The Times correspondent at Paardeberg is able to give some idea of what transpired in the Boer camp, prior to surrender.
"The Red House," he writes, "a kind of Dak bungalow which is found near every drift in South Africa, was used as Cronje's headquarters. On Tuesday, the 20th, was marked by the severest bombardment of the entire investment, and a Boer doctor described the position as awful. The losses inflicted upon the horses were the turning point of the siege. Decomposition set in and the absolute need of clean air caused a serious rebellion in the camp, most of the 4,000 men demanding the surrender should be made at once.
"From that moment the Boers scarcely obeyed orders. A sharp division between the Transvaalers and the Orange Free State Boers ensued, and the only bond of sympathy that united them, besides their common adversity was a long-hidden hatred of the Germans in their ranks. Until sunrise, on the 27th, the state of affairs among the Boers was pitiful. Apart from the ever increasing hunger, despair of relief and unhealthiness of the position, mutual recriminations destroyed the last consolation of adversity, good fellowship, and Cronje sat aloof, silent and unapproachable.
"The events of the early morning of the 27th, can best be told from outside.

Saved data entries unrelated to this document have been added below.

//! Core types and trait definitions for the patient outcomes store.
//!
//! This crate is deliberately free of CSV, HTTP and database dependencies.
//! Every other crate in the workspace depends on it.

// Native `async fn` in traits; the futures' `Send` bounds are spelled out on
// the trait itself.
#![allow(async_fn_in_trait)]

pub mod outcome;
pub mod patient;
pub mod store;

"Brigadier General MacDonald sent from his bed a note to Lord Roberts, reminding him that Tuesday was the anniversary of that disaster, which, we all remembered, he has by example, order and threat himself, done his best to avert, even while the panic had been at its heights; Sir Henry Colville submitted a suggested attack backed by the same unanswerable plea.

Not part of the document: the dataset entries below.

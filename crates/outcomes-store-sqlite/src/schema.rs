//! SQL schema for the outcomes SQLite store.
//!
//! Executed once at connection startup. There is no migration step; the
//! version is recorded in `PRAGMA user_version`.

/// Full schema DDL; idempotent thanks to `IF NOT EXISTS`.
pub const SCHEMA: &str = "
PRAGMA journal_mode = WAL;
PRAGMA foreign_keys = ON;

-- Registry: one row per patient id ever ingested. Never updated.
CREATE TABLE IF NOT EXISTS patients (
    patient_id  TEXT PRIMARY KEY CHECK (length(trim(patient_id)) > 0),
    created_at  TEXT NOT NULL       -- RFC 3339 UTC; recorded_at of first batch
);

-- History is append-only apart from clearing is_current.
CREATE TABLE IF NOT EXISTS patient_outcomes (
    id           INTEGER PRIMARY KEY AUTOINCREMENT,
    patient_id   TEXT NOT NULL REFERENCES patients(patient_id),
    outcome      TEXT NOT NULL CHECK (length(trim(outcome)) > 0),
    recorded_at  TEXT NOT NULL,     -- RFC 3339 UTC; shared by a whole batch
    is_current   INTEGER NOT NULL DEFAULT 1 CHECK (is_current IN (0, 1))
);

CREATE INDEX IF NOT EXISTS patient_outcomes_patient_idx
    ON patient_outcomes(patient_id, recorded_at);

-- At most one current outcome per patient.
CREATE UNIQUE INDEX IF NOT EXISTS patient_outcomes_current_idx
    ON patient_outcomes(patient_id) WHERE is_current = 1;

PRAGMA user_version = 1;
";
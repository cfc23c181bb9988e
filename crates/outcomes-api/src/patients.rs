//! Handler for `GET /patients/{id}`: registry entry plus full history.

use axum::{
  Json,
  extract::{Path, State},
};
use outcomes_core::{outcome::OutcomeRecord, patient::Patient, store::OutcomeStore};
use serde::{Deserialize, Serialize};

use crate::{ApiState, error::ApiError};

#[derive(Debug, Serialize, Deserialize)]
pub struct PatientView {
  #[serde(flatten)]
  pub patient: Patient,
  /// Oldest first; the last entry is the current one.
  pub history: Vec<OutcomeRecord>,
}

/// `GET /patients/{id}`: 404 if the id was never ingested.
pub async fn get_one<S>(
  State(state): State<ApiState<S>>,
  Path(id): Path<String>,
) -> Result<Json<PatientView>, ApiError>
where
  S: OutcomeStore,
  S::Error: std::error::Error + Send + Sync + 'static,
{
  let patient = state
    .store
    .get_patient(&id)
    .await
    .map_err(|e| ApiError::Store(Box::new(e)))?
    .ok_or_else(|| ApiError::NotFound(format!("patient {id} not found")))?;

  let history = state
    .store
    .patient_history(&id)
    .await
    .map_err(|e| ApiError::Store(Box::new(e)))?;

  Ok(Json(PatientView { patient, history }))
}
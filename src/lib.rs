//! Cadence - Release cycle planner
//!
//! Cadence enumerates release schedules for a calendar year under
//! constraints such as allowed cycle lengths, forbidden weeks, and
//! weeks pinned to earlier releases, then materializes the chosen
//! schedule into an iCalendar file of weekly events.

// Allow multiple crate versions from dependencies (can't easily control)
#![allow(clippy::multiple_crate_versions)]

pub mod calendar;
pub mod cli;
pub mod cycle;
pub mod week;

// Re-export commonly used types
pub use calendar::{schedule_events, CalendarEvent, ContentConfig, WeekContent};
pub use cli::{format_schedule, print_possibilities, prompt_selection};
pub use cycle::{Constraints, CycleSolver, PinnedWeekRule, ReleaseRecord, SelectedRelease};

"For a moment Lord Roberts demurred to the plans; it seemed likely to cost too heavily, but the insistence of Canada broke down his reluctance and the men of the oldest colony were sent out in the small hours of Tuesday morning to redeem the blot on the name of the mother country.

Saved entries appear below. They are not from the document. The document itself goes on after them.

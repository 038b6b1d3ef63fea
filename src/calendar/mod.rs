//! Calendar materialization
//!
//! This module turns a selected schedule into dated calendar events
//! and serializes them as an iCalendar file.

pub mod content;
pub mod events;
pub mod ics;
pub mod template;

pub use content::ContentConfig;
pub use content::ContentEntry;
pub use content::WeekContent;
pub use events::schedule_events;
pub use events::CalendarEvent;
pub use template::render_template;
pub use template::TemplateError;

"From the existing trench, some 700 yards long, on the northern bank held jointly by the Gordons and the Canadians, the latter were ordered to advance in two lines—each, of course, in extended orders—30 yards apart, the first with bayonets fixed, the second reinforced by 50 Royal Engineers under Col. Kincaid and Capt. Boileau.
"In dead silence and covered by a darkness, only faintly illuminated by the merest rim of the dying moon, the three companies of Canadians moved on over the brush strewn ground. For ober 400 yards the noiseless advance continued, but when within 80 yards of the Boer trench the trampling of the scrub betrayed the moment.
"Instantly the outer trench burst into fire which was kept up almost without intermission from 5 o'clock till 10 minutes past the hour. The Canadians flinging themselves under, kept up an incessant fire on the trenches, guided only by the flashes of their enemy's rifles, and the Boers admit that they quickly reduced them to the necessity of lifting their rifles over their heads to the edge of the earthwork, and pulling their triggers at random.
"Beginning at this line, the engineers dug a trench from the inner edge of the bank to the crest, and then for fifty or sixty yards out through the scrub. The Canadian retired three yards to this protection and waited for dawn, confident in their new position, which had entered the protected angle of the Boer position and commanded alike the rifle pits of the banks and the trefoil-shaped embrasures on the north.
"Cronje saw that matters were desperate. Col. Otter and Col. Kincaid called a hasty consultation, which was disturbed by the sight of Sir henry Colville, General of the Ninth Division, quickly riding down within 500 yards of the northern Boer trench to bring the news that even while the last few shots were being fired a horseman was hurrying in with a white flag and Cronje's unconditional surrender, to take effect at sunrise."